As we have shared before, the laws and regulations related to trademarks, patents and copyrights can be confusing. For example, recently a SmallBusiness.com user asked us why there are state trademark offices when most trademark registrations take place at the federal level with the U.S. Patent and Trademark Office. As we always do before answering questions like this, we start with this caveat: Seek information from trusted professional advisors on an issue like this because every situation is unique and the internet (even us) provides, at best, generalities.
First things first | Don’t confuse the term “trademark” with the act of registering or licensing a company. When you register for certain state permits or licenses, you are not registering your company’s trademark.

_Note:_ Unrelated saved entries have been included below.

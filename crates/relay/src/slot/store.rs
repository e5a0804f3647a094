// SPDX-License-Identifier: BUSL-1.1
// Copyright (c) 2026 Alfred Jean LLC

//! Staging directory policy for slot artifacts.
//!
//! The relay owns the contents of a slot directory while it runs. This module
//! only names paths, clears a directory before a new relay starts, removes it
//! after a relay is gone, and inspects the manifest for readiness.

use std::io;
use std::path::{Path, PathBuf};

use crate::error::RelayError;

/// Manifest written by the relay.
pub const MANIFEST_NAME: &str = "stream.m3u8";

/// Segment filename pattern handed to the relay.
pub const SEGMENT_PATTERN: &str = "segment%05d.ts";

const MAX_SLOT_ID_LEN: usize = 64;

/// Reject ids that are empty, too long, or not safe as a single path component.
pub fn validate_slot_id(id: &str) -> Result<(), RelayError> {
    if id.is_empty() || id.len() > MAX_SLOT_ID_LEN {
        return Err(RelayError::InvalidArgument(format!(
            "slot id must be 1-{MAX_SLOT_ID_LEN} characters"
        )));
    }
    if !id.chars().all(|c| c.is_ascii_alphanumeric() || c == '-' || c == '_') {
        return Err(RelayError::InvalidArgument(format!("invalid slot id: {id}")));
    }
    Ok(())
}

/// Root of all slot staging directories.
#[derive(Debug, Clone)]
pub struct SegmentStore {
    root: PathBuf,
}

impl SegmentStore {
    pub fn new(root: impl Into<PathBuf>) -> Self {
        Self { root: root.into() }
    }

    pub fn root(&self) -> &Path {
        &self.root
    }

    pub fn slot_dir(&self, slot_id: &str) -> PathBuf {
        self.root.join(slot_id)
    }

    pub fn manifest_path(&self, slot_id: &str) -> PathBuf {
        self.slot_dir(slot_id).join(MANIFEST_NAME)
    }

    /// Create the slot directory and delete everything left in it.
    pub async fn prepare(&self, slot_id: &str) -> io::Result<PathBuf> {
        let dir = self.slot_dir(slot_id);
        tokio::fs::create_dir_all(&dir).await?;
        let mut entries = tokio::fs::read_dir(&dir).await?;
        while let Some(entry) = entries.next_entry().await? {
            let path = entry.path();
            let result = if entry.file_type().await?.is_dir() {
                tokio::fs::remove_dir_all(&path).await
            } else {
                tokio::fs::remove_file(&path).await
            };
            match result {
                Ok(()) => {}
                Err(e) if e.kind() == io::ErrorKind::NotFound => {}
                Err(e) => return Err(e),
            }
        }
        Ok(dir)
    }

    /// Delete the slot directory. Absent directories are fine.
    pub async fn remove(&self, slot_id: &str) -> io::Result<()> {
        match tokio::fs::remove_dir_all(self.slot_dir(slot_id)).await {
            Err(e) if e.kind() == io::ErrorKind::NotFound => Ok(()),
            other => other,
        }
    }

    /// Resolve a manifest or segment name inside a slot directory.
    pub fn resolve_artifact(&self, slot_id: &str, name: &str) -> Result<PathBuf, RelayError> {
        validate_slot_id(slot_id)?;
        let plain = !name.is_empty()
            && !name.starts_with('.')
            && !name.contains(['/', '\\'])
            && !name.contains("..");
        if !plain || !(name.ends_with(".m3u8") || name.ends_with(".ts")) {
            return Err(RelayError::InvalidArgument(format!("invalid artifact name: {name}")));
        }
        Ok(self.slot_dir(slot_id).join(name))
    }
}

/// URI lines of an HLS manifest, in playback order.
pub fn manifest_segments(text: &str) -> Vec<&str> {
    text.lines().map(str::trim).filter(|l| !l.is_empty() && !l.starts_with('#')).collect()
}

/// True once the manifest exists and lists at least one segment.
pub async fn manifest_ready(path: &Path) -> bool {
    match tokio::fs::read_to_string(path).await {
        Ok(text) => !manifest_segments(&text).is_empty(),
        Err(_) => false,
    }
}

#[cfg(test)]
#[path = "store_tests.rs"]
mod tests;
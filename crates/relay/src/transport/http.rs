// SPDX-License-Identifier: BUSL-1.1
// Copyright (c) 2026 Alfred Jean LLC

//! HTTP handlers for the relay API.

use std::sync::Arc;

use axum::extract::rejection::JsonRejection;
use axum::extract::{Path, State};
use axum::response::IntoResponse;
use axum::Json;
use serde::{Deserialize, Serialize};

use crate::error::{ErrorCode, RelayError};
use crate::slot::SlotInfo;
use crate::state::RelayState;

// -- Request/Response types ---------------------------------------------------

#[derive(Debug, Serialize, Deserialize)]
pub struct HealthResponse {
    pub status: String,
    pub slot_count: usize,
    pub authenticated: bool,
}

/// Body of `POST /api/v1/slots/{id}`: exactly one of the two sources.
#[derive(Debug, Default, Deserialize)]
pub struct StartSlotRequest {
    #[serde(default)]
    pub device_id: Option<String>,
    #[serde(default)]
    pub feed_url: Option<String>,
}

#[derive(Debug, Serialize)]
pub struct SlotView {
    #[serde(flatten)]
    pub slot: SlotInfo,
    #[serde(skip_serializing_if = "Option::is_none")]
    pub device_id: Option<String>,
    #[serde(skip_serializing_if = "Option::is_none")]
    pub grant_expires_at: Option<u64>,
}

#[derive(Debug, Serialize, Deserialize)]
pub struct StopResponse {
    pub id: String,
    pub stopped: bool,
}

#[derive(Debug, Serialize, Deserialize)]
pub struct ExtendResponse {
    pub id: String,
    pub device_id: String,
    pub expires_at: u64,
}

// -- Handlers -----------------------------------------------------------------

/// `GET /api/v1/health`
pub async fn health(State(s): State<Arc<RelayState>>) -> impl IntoResponse {
    Json(HealthResponse {
        status: "running".to_owned(),
        slot_count: s.orchestrator.slot_count().await,
        authenticated: s.broker.status().await.authenticated,
    })
}

/// `GET /api/v1/devices`
pub async fn list_devices(State(s): State<Arc<RelayState>>) -> impl IntoResponse {
    match s.grants.list_devices().await {
        Ok(devices) => Json(devices).into_response(),
        Err(e) => {
            tracing::warn!(err = %e, "device listing failed");
            e.to_http_response().into_response()
        }
    }
}

/// `GET /api/v1/slots`
pub async fn list_slots(State(s): State<Arc<RelayState>>) -> impl IntoResponse {
    let slots = s.orchestrator.list().await;
    let grants = s.slot_grants.read().await;
    let views: Vec<SlotView> = slots
        .into_iter()
        .map(|slot| {
            let grant = grants.get(&slot.id).filter(|g| g.generation == slot.generation);
            SlotView {
                device_id: grant.map(|g| g.grant.device_id.clone()),
                grant_expires_at: grant.map(|g| g.grant.expires_at),
                slot,
            }
        })
        .collect();
    Json(views)
}

/// `POST /api/v1/slots/{id}` — start or replace a slot.
pub async fn start_slot(
    State(s): State<Arc<RelayState>>,
    Path(id): Path<String>,
    body: Result<Json<StartSlotRequest>, JsonRejection>,
) -> impl IntoResponse {
    let req = match body {
        Ok(Json(req)) => req,
        Err(rejection) => {
            return ErrorCode::BadRequest.to_http_response(rejection.body_text()).into_response();
        }
    };
    let result = match (req.device_id.as_deref(), req.feed_url.as_deref()) {
        (Some(device_id), None) => s.start_device(&id, device_id).await,
        (None, Some(feed_url)) => s.start_feed(&id, feed_url).await,
        _ => Err(RelayError::InvalidArgument(
            "exactly one of device_id or feed_url is required".to_owned(),
        )),
    };
    match result {
        Ok(started) => Json(started).into_response(),
        Err(e) => {
            tracing::warn!(slot = %id, err = %e, "slot start failed");
            e.to_http_response().into_response()
        }
    }
}

/// `DELETE /api/v1/slots/{id}` — idempotent stop.
pub async fn stop_slot(
    State(s): State<Arc<RelayState>>,
    Path(id): Path<String>,
) -> impl IntoResponse {
    let stopped = s.stop_slot(&id).await;
    Json(StopResponse { id, stopped })
}

/// `POST /api/v1/slots/{id}/extend`
pub async fn extend_slot(
    State(s): State<Arc<RelayState>>,
    Path(id): Path<String>,
) -> impl IntoResponse {
    match s.extend_slot(&id).await {
        Ok(grant) => {
            Json(ExtendResponse { id, device_id: grant.device_id, expires_at: grant.expires_at })
                .into_response()
        }
        Err(e) => e.to_http_response().into_response(),
    }
}

/// `GET /api/v1/credentials/status`
pub async fn credentials_status(State(s): State<Arc<RelayState>>) -> impl IntoResponse {
    Json(s.broker.status().await)
}
//! Draft files: the on-disk form of a visit report before submission.
//!
//! DESIGN
//! ======
//! A draft file lists rows per section the way a merchandiser enters them.
//! Building a `VisitDraft` replays every row through the section operations
//! (`add_row`, `select`, `update_row`) instead of writing state directly, so
//! a file can never produce a draft the interactive form would refuse: a
//! product picked twice in one section fails with the same `Unavailable`
//! error the picker would have prevented.
//!
//! Field values are kept as raw text. Numbers in the file are accepted and
//! stringified; coercion happens once, in payload assembly.

#[cfg(test)]
#[path = "draft_test.rs"]
mod draft_test;

use std::collections::BTreeMap;

use api::types::{Competitor, Product};
use forms::{Candidate, CandidateId, RowEdit, SectionError, SectionName, VisitDraft};
use serde::{Deserialize, Serialize};
use serde_json::Value;

#[derive(Debug, thiserror::Error)]
pub enum DraftError {
    #[error("{section}: row {index} exceeds the {available} selectable entries")]
    TooManyRows { section: SectionName, index: usize, available: usize },
    #[error("{section}: row {index}: {source}")]
    Row {
        section: SectionName,
        index: usize,
        source: SectionError,
    },
}

fn default_true() -> bool {
    true
}

/// One visit report as stored in a draft file.
#[derive(Clone, Debug, PartialEq, Serialize, Deserialize)]
pub struct DraftFile {
    #[serde(default = "default_true")]
    pub fifo: bool,
    #[serde(default = "default_true")]
    pub planogramme: bool,
    #[serde(default)]
    pub observations: String,
    #[serde(default)]
    pub stocks: Vec<DraftRow>,
    #[serde(default)]
    pub incidents: Vec<DraftRow>,
    #[serde(default)]
    pub orders: Vec<DraftRow>,
    #[serde(default)]
    pub watches: Vec<DraftRow>,
}

/// One row: the picked catalog id plus raw field text and switches.
#[derive(Clone, Debug, Default, PartialEq, Serialize, Deserialize)]
pub struct DraftRow {
    #[serde(default)]
    pub id: Option<i64>,
    #[serde(default, skip_serializing_if = "BTreeMap::is_empty")]
    pub fields: BTreeMap<String, Value>,
    #[serde(default, skip_serializing_if = "BTreeMap::is_empty")]
    pub toggles: BTreeMap<String, bool>,
}

impl DraftFile {
    #[must_use]
    pub fn rows(&self, name: SectionName) -> &[DraftRow] {
        match name {
            SectionName::Stocks => &self.stocks,
            SectionName::Incidents => &self.incidents,
            SectionName::Orders => &self.orders,
            SectionName::Watches => &self.watches,
        }
    }

    /// A file with one blank row per section naming every field and switch.
    #[must_use]
    pub fn template() -> Self {
        let blank = VisitDraft::new(0, Vec::new(), Vec::new());
        let row_for = |name: SectionName| {
            let config = blank.section(name).config();
            DraftRow {
                id: None,
                fields: config
                    .fields
                    .iter()
                    .map(|field| (field.name.clone(), Value::String(String::new())))
                    .collect(),
                toggles: config.toggles.iter().map(|toggle| (toggle.name.clone(), false)).collect(),
            }
        };
        Self {
            fifo: true,
            planogramme: true,
            observations: String::new(),
            stocks: vec![row_for(SectionName::Stocks)],
            incidents: vec![row_for(SectionName::Incidents)],
            orders: vec![row_for(SectionName::Orders)],
            watches: vec![row_for(SectionName::Watches)],
        }
    }

    /// Replay this file into a fresh draft for `client_id`.
    ///
    /// # Errors
    ///
    /// Returns [`DraftError::TooManyRows`] when a section lists more rows
    /// than it has candidates, and [`DraftError::Row`] when a row picks an
    /// unknown or already-used id or names a field the section lacks.
    pub fn build_visit(
        &self,
        client_id: i64,
        products: Vec<Candidate>,
        competitors: Vec<Candidate>,
    ) -> Result<VisitDraft, DraftError> {
        let mut draft = VisitDraft::new(client_id, products, competitors);
        draft.fifo = self.fifo;
        draft.planogramme = self.planogramme;
        draft.observations.clone_from(&self.observations);

        for name in SectionName::ALL {
            let section = draft.section_mut(name);
            for (index, row) in self.rows(name).iter().enumerate() {
                let key = section.add_row().ok_or_else(|| DraftError::TooManyRows {
                    section: name,
                    index,
                    available: section.candidates().len(),
                })?;
                let at = |source| DraftError::Row { section: name, index, source };

                if let Some(id) = row.id {
                    section.select(key, CandidateId(id)).map_err(at)?;
                }
                for (field, value) in &row.fields {
                    section.update_row(key, RowEdit::text(field, field_text(value))).map_err(at)?;
                }
                for (toggle, on) in &row.toggles {
                    section.update_row(key, RowEdit::toggle(toggle, *on)).map_err(at)?;
                }
            }
            tracing::debug!(section = %name, rows = section.len(), "draft section replayed");
        }
        Ok(draft)
    }
}

fn field_text(value: &Value) -> String {
    match value {
        Value::String(text) => text.clone(),
        Value::Null => String::new(),
        other => other.to_string(),
    }
}

#[must_use]
pub fn product_candidates(products: &[Product]) -> Vec<Candidate> {
    products.iter().map(|product| Candidate::new(product.id, product.name.clone())).collect()
}

#[must_use]
pub fn competitor_candidates(competitors: &[Competitor]) -> Vec<Candidate> {
    competitors
        .iter()
        .map(|competitor| Candidate::new(competitor.id, competitor.name.clone()))
        .collect()
}
//! Per-row option filtering.
//!
//! DESIGN
//! ======
//! Uniqueness of selections across a section is enforced here, at the query
//! that decides what a row may pick, rather than when a selection is stored.
//! A row always sees its own current choice so re-selecting it never locks
//! the row out.

#[cfg(test)]
#[path = "options_test.rs"]
mod options_test;

use std::collections::HashSet;

use crate::candidate::{Candidate, CandidateId};
use crate::row::{Row, RowKey};

/// Candidates row `key` may pick, in catalog order.
///
/// Every candidate not held by some *other* row is returned, plus the
/// candidate `key` itself currently holds. An unknown `key` sees every
/// unused candidate.
#[must_use]
pub fn available_options<'a>(rows: &[Row], candidates: &'a [Candidate], key: RowKey) -> Vec<&'a Candidate> {
    let own = rows.iter().find(|row| row.key == key).and_then(|row| row.selection);
    let taken: HashSet<CandidateId> = rows
        .iter()
        .filter(|row| row.key != key)
        .filter_map(|row| row.selection)
        .collect();

    candidates
        .iter()
        .filter(|candidate| own == Some(candidate.id) || !taken.contains(&candidate.id))
        .collect()
}

/// Candidates no row currently holds, in catalog order.
#[must_use]
pub fn unused_candidates<'a>(rows: &[Row], candidates: &'a [Candidate]) -> Vec<&'a Candidate> {
    let taken: HashSet<CandidateId> = rows.iter().filter_map(|row| row.selection).collect();
    candidates
        .iter()
        .filter(|candidate| !taken.contains(&candidate.id))
        .collect()
}
//! Rows of a dynamic section and the edits that mutate them.

use std::collections::BTreeMap;
use std::fmt;

use serde::{Deserialize, Serialize};

use crate::candidate::CandidateId;

/// Opaque row identity, issued by the owning section's counter.
///
/// Keys are only used to address rows while the form is open; they are
/// never sent to the backend.
#[derive(Clone, Copy, Debug, PartialEq, Eq, PartialOrd, Ord, Hash, Serialize, Deserialize)]
#[serde(transparent)]
pub struct RowKey(pub(crate) u64);

impl RowKey {
    #[must_use]
    pub fn get(self) -> u64 {
        self.0
    }
}

impl fmt::Display for RowKey {
    fn fmt(&self, f: &mut fmt::Formatter<'_>) -> fmt::Result {
        write!(f, "#{}", self.0)
    }
}

/// One user-entered line in a section.
#[derive(Clone, Debug, PartialEq, Eq, Serialize, Deserialize)]
pub struct Row {
    pub key: RowKey,
    /// `None` until the user picks a candidate.
    pub selection: Option<CandidateId>,
    pub texts: BTreeMap<String, String>,
    pub flags: BTreeMap<String, bool>,
}

impl Row {
    pub(crate) fn blank(key: RowKey) -> Self {
        Self { key, selection: None, texts: BTreeMap::new(), flags: BTreeMap::new() }
    }

    /// Text value of `name`, or `""` when the user never typed into it.
    #[must_use]
    pub fn text(&self, name: &str) -> &str {
        self.texts.get(name).map_or("", String::as_str)
    }

    /// Switch value of `name`, or `false` when never toggled.
    #[must_use]
    pub fn flag(&self, name: &str) -> bool {
        self.flags.get(name).copied().unwrap_or(false)
    }
}

/// A single field change addressed to one row.
#[derive(Clone, Debug, PartialEq, Eq)]
pub enum RowEdit {
    /// The reserved selection field.
    Select(Option<CandidateId>),
    /// A numeric or free-text input.
    Text { name: String, value: String },
    /// A boolean switch.
    Toggle { name: String, value: bool },
}

impl RowEdit {
    #[must_use]
    pub fn text(name: impl Into<String>, value: impl Into<String>) -> Self {
        Self::Text { name: name.into(), value: value.into() }
    }

    #[must_use]
    pub fn toggle(name: impl Into<String>, value: bool) -> Self {
        Self::Toggle { name: name.into(), value }
    }

    pub(crate) fn apply(self, row: &mut Row) {
        match self {
            Self::Select(selection) => row.selection = selection,
            Self::Text { name, value } => {
                row.texts.insert(name, value);
            }
            Self::Toggle { name, value } => {
                row.flags.insert(name, value);
            }
        }
    }
}
//! Selectable catalog entries offered to a dynamic section.

use std::fmt;

use serde::{Deserialize, Serialize};

/// Identifier of an external catalog entry (product, competitor, ...).
#[derive(Clone, Copy, Debug, PartialEq, Eq, PartialOrd, Ord, Hash, Serialize, Deserialize)]
#[serde(transparent)]
pub struct CandidateId(pub i64);

impl fmt::Display for CandidateId {
    fn fmt(&self, f: &mut fmt::Formatter<'_>) -> fmt::Result {
        write!(f, "{}", self.0)
    }
}

impl From<i64> for CandidateId {
    fn from(value: i64) -> Self {
        Self(value)
    }
}

/// One option a row may bind to.
#[derive(Clone, Debug, PartialEq, Eq, Serialize, Deserialize)]
pub struct Candidate {
    pub id: CandidateId,
    pub label: String,
}

impl Candidate {
    #[must_use]
    pub fn new(id: impl Into<CandidateId>, label: impl Into<String>) -> Self {
        Self { id: id.into(), label: label.into() }
    }
}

Reasons why a small business might prefer a state trademark over a federal trademark
Reasons a small business might prefer a state trademark over a federal trademark include these:
Not qualified for a federal trademark | Federal trademarks are issued only to trademarks involved in interstate commerce (businesses that cross state lines). Therefore, if you don’t qualify for a federal trademark because you do not engage in interstate commerce, your only choice is to register your trademark at the state level.
Quicker to register than a federal trademark | Obtaining a federal trademark may take from 9 to 16 months, whereas obtaining a state registration is usually a quicker process, sometimes taking only a few weeks.
Less hassle, less expensive | Getting a state trademark is less complicated and costly than a federal registration
Reasons why a small business might prefer a federal trademark over a state trademark
Reasons a small business might prefer a federal trademark over a state trademark include these:
All things equal, federal trademark take precedence over a state trademark | Federal registration has priority over a state trademark registration if the federal registration was obtained prior to the state’s application date
Not useful in international disputes | State trademark registrations cannot form the basis for filings in other countries.
Not useful in custom disputes | A federal trademark registration can be used to stop unauthorized imports at the U.S. border, but a state trademark registration cannot.
Limited geographic protection | A state registration protects the mark–at most–within the borders of the state and does not protect the mark in the rest of the United States.
Use of the ® symbol | The owner of a federal trademark registration may use the ® symbol. A state trademark registration does not confer the right to use the ® symbol.